= Beginning of Section =

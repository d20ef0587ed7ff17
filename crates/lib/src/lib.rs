//! slackdraw core library: Slack webhook intake, dedup, background image generation and replies.

pub mod channels;
pub mod config;
pub mod gateway;
pub mod images;
pub mod init;
pub mod intake;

= End of Section =

Give all the entries again exactly; leave none out.

repository d20ef0587ed7ff17
filename crates/lib/src/lib.rs
//! slackdraw core library: Slack webhook intake, dedup, background image generation and replies.

pub mod channels;
pub mod config;
pub mod gateway;
pub mod images;
pub mod init;
pub mod intake;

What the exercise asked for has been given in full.